Data to use: Begin
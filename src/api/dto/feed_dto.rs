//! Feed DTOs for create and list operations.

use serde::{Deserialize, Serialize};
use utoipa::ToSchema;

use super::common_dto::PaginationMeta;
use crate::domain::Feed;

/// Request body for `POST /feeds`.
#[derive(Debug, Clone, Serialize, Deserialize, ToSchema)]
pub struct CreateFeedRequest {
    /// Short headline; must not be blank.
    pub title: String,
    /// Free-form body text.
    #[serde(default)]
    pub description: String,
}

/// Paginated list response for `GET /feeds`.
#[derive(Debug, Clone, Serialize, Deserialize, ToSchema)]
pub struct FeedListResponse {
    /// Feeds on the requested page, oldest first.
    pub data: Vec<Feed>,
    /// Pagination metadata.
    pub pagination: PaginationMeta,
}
Data to use: End
Data to use: Begin
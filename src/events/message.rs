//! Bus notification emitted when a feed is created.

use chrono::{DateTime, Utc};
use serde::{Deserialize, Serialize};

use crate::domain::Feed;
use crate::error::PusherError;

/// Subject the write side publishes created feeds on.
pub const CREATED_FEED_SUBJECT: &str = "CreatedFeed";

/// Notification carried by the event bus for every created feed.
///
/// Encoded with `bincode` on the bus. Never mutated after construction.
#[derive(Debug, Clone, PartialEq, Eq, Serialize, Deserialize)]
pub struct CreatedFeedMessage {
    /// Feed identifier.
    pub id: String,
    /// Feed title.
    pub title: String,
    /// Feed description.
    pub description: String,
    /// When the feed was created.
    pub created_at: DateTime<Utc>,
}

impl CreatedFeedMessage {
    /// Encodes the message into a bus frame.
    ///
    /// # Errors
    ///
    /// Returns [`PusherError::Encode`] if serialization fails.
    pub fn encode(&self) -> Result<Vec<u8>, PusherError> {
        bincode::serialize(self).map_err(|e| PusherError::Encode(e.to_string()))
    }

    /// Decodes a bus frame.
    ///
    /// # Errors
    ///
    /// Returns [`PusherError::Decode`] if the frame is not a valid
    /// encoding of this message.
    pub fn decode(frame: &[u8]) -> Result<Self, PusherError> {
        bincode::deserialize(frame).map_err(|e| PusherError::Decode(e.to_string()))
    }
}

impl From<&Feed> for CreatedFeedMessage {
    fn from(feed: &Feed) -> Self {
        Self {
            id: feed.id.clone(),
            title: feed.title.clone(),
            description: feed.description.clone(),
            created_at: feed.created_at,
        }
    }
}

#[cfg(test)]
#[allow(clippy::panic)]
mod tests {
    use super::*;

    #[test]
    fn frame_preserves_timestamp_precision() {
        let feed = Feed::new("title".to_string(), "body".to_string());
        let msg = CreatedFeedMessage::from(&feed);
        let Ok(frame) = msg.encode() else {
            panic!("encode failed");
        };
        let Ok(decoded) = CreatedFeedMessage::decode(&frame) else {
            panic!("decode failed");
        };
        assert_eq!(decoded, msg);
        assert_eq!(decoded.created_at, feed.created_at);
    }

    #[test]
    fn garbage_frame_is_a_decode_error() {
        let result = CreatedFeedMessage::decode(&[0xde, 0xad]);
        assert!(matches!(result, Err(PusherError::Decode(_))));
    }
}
Data to use: End
Data to use: Begin
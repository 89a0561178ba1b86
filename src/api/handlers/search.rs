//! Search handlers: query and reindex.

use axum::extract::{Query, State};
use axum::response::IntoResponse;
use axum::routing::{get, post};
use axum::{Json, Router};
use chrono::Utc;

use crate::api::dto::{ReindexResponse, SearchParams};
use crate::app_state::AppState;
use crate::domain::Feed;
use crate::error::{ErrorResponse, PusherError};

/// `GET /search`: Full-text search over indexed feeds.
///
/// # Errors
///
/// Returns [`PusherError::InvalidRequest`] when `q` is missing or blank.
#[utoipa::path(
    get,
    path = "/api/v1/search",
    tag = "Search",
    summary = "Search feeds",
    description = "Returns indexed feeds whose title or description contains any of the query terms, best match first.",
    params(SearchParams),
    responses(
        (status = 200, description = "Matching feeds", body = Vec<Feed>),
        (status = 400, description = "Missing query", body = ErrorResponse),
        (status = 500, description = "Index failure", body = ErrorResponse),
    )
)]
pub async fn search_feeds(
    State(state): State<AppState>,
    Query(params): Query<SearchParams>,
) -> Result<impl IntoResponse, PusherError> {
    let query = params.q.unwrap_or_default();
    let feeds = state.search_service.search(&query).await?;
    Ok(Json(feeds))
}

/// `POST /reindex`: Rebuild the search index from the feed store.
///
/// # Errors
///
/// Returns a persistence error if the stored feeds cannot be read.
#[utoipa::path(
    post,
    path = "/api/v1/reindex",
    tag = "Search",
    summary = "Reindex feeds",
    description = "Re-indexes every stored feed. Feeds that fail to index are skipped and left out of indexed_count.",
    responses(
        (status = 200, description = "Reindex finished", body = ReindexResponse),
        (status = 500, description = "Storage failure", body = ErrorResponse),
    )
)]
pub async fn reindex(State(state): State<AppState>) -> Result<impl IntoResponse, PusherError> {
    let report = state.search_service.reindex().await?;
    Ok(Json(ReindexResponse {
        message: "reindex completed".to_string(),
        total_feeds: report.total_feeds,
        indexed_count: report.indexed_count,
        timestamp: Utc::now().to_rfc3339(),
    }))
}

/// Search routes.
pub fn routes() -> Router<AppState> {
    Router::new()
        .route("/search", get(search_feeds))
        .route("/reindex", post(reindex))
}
Data to use: End
What you will do:
Locate the word "first" in the data above. Copy every line carrying it.

The completed task:
    /// Feeds on the requested page, oldest first.
    description = "Returns indexed feeds whose title or description contains any of the query terms, best match first.",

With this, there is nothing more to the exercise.